**PROBLEM TO WORK ON**
Copy each line containing the word "when" from the records that follow, please.

------ RECORDS FOR THE EXERCISE

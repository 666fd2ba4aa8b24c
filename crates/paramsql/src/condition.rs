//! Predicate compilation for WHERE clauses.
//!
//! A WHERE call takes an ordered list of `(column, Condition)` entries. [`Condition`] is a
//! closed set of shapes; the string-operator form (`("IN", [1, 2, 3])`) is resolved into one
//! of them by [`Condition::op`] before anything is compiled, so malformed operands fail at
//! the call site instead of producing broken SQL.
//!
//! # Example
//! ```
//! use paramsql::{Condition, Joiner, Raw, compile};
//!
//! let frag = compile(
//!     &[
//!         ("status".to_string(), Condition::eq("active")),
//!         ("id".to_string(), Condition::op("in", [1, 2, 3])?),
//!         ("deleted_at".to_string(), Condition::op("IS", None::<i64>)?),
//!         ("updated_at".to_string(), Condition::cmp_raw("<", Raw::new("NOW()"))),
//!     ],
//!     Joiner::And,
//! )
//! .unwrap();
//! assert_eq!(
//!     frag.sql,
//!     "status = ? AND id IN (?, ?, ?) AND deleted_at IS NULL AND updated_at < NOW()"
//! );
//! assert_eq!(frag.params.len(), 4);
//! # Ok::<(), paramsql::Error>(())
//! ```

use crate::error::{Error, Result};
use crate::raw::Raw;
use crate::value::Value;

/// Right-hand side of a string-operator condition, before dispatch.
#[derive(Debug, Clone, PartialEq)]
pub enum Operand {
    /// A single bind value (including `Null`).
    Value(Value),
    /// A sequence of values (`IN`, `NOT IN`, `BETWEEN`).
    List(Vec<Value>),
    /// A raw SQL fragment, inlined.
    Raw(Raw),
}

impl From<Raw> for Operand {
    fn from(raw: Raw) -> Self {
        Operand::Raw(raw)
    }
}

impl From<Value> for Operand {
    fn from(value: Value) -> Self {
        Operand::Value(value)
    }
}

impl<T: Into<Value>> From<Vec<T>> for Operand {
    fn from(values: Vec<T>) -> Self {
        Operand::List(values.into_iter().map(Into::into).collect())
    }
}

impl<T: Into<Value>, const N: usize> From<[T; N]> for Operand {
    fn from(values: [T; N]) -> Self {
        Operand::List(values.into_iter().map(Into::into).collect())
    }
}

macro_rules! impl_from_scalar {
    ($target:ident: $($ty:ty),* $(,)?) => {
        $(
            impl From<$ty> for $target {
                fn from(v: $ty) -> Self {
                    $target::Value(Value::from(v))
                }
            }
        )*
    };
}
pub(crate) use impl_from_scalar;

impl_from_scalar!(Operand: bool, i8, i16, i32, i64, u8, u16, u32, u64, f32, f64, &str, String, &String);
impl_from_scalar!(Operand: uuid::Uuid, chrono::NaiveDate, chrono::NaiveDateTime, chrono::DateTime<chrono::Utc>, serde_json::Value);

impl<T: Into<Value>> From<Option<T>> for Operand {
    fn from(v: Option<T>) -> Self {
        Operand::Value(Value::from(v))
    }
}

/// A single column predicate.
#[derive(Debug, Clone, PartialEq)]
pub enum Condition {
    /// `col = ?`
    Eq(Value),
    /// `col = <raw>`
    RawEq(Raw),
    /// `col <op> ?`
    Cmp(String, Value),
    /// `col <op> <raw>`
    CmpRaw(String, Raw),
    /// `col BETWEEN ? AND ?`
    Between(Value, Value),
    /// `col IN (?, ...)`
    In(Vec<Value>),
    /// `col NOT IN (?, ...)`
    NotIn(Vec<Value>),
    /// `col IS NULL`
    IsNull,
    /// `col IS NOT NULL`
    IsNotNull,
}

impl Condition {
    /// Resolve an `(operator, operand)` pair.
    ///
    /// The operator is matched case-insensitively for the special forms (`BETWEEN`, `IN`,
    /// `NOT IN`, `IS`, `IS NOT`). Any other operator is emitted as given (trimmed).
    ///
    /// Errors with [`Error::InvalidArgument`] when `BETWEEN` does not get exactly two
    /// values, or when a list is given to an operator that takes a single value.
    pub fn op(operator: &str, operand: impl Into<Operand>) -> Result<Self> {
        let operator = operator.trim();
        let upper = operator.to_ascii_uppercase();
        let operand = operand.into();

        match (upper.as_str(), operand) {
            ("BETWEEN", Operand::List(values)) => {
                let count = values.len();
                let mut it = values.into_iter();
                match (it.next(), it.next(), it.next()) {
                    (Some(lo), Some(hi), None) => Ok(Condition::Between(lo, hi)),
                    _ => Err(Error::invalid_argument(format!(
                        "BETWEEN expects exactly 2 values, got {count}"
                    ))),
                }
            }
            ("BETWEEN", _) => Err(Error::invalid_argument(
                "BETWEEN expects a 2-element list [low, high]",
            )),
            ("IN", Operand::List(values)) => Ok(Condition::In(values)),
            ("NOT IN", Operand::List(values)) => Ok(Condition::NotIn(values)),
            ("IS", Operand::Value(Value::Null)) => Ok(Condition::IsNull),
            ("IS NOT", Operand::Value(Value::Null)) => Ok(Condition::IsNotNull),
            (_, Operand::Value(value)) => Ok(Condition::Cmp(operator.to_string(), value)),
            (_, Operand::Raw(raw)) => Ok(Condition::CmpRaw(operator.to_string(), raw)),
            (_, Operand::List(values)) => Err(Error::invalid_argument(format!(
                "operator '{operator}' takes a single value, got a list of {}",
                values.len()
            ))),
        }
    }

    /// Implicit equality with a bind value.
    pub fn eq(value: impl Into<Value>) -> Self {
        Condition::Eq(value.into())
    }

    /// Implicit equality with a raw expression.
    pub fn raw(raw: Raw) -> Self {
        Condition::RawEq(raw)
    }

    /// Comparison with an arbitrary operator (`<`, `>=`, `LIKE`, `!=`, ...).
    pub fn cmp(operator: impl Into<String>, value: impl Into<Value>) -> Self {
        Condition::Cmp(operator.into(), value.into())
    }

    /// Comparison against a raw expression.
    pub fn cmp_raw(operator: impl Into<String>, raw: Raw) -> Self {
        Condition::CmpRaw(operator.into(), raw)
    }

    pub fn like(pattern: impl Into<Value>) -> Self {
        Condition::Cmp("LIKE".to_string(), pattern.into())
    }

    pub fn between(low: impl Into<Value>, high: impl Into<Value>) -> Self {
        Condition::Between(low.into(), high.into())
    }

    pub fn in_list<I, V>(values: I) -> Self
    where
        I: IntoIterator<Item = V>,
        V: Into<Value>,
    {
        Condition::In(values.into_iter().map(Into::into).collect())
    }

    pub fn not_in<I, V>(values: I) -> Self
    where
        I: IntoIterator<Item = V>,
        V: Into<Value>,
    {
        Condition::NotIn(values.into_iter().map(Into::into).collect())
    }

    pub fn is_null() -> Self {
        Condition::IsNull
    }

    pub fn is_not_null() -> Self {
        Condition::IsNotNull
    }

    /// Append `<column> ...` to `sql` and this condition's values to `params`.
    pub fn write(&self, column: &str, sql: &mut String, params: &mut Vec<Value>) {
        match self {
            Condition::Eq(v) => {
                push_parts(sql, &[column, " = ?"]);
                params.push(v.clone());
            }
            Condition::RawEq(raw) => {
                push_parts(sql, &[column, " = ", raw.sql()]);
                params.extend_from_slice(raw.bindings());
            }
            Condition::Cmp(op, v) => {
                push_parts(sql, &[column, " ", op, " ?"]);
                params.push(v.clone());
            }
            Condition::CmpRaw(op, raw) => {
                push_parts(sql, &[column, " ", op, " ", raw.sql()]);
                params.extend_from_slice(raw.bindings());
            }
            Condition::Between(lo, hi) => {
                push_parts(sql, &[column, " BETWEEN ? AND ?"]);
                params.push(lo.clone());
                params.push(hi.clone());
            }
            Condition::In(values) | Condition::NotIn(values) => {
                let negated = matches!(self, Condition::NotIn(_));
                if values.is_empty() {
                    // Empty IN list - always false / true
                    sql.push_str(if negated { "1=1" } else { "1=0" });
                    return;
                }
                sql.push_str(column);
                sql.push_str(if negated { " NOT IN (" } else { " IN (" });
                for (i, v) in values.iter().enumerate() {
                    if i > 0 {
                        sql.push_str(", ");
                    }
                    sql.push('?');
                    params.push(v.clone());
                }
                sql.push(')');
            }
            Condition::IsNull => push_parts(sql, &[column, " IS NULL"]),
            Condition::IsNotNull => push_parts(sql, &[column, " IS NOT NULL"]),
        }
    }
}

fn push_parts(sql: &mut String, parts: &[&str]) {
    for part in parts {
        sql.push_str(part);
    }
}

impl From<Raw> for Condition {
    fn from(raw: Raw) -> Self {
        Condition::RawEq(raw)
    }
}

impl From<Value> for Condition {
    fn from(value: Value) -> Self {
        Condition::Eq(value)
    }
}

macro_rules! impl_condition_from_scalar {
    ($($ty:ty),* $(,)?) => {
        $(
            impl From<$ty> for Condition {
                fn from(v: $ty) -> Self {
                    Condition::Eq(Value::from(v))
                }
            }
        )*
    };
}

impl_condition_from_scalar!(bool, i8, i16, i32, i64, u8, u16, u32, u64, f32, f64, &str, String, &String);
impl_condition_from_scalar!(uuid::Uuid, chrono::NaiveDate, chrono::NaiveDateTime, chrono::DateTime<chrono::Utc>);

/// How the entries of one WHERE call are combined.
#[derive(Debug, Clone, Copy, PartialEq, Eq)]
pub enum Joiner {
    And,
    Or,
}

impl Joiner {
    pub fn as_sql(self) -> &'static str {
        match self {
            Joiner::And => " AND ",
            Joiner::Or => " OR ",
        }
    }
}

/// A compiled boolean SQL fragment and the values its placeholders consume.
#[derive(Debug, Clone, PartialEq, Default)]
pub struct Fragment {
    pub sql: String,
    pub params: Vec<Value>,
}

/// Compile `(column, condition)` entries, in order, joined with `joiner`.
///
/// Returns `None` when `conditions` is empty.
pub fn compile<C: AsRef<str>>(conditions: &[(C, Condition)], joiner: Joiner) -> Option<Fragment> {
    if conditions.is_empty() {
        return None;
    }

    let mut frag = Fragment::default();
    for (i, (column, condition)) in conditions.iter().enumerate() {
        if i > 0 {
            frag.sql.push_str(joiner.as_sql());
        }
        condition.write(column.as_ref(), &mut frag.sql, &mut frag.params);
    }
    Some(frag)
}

------------

**OUTPUT FOR THIS EXERCISE**
    /// Errors with [`Error::InvalidArgument`] when `BETWEEN` does not get exactly two
    /// values, or when a list is given to an operator that takes a single value.
/// Returns `None` when `conditions` is empty.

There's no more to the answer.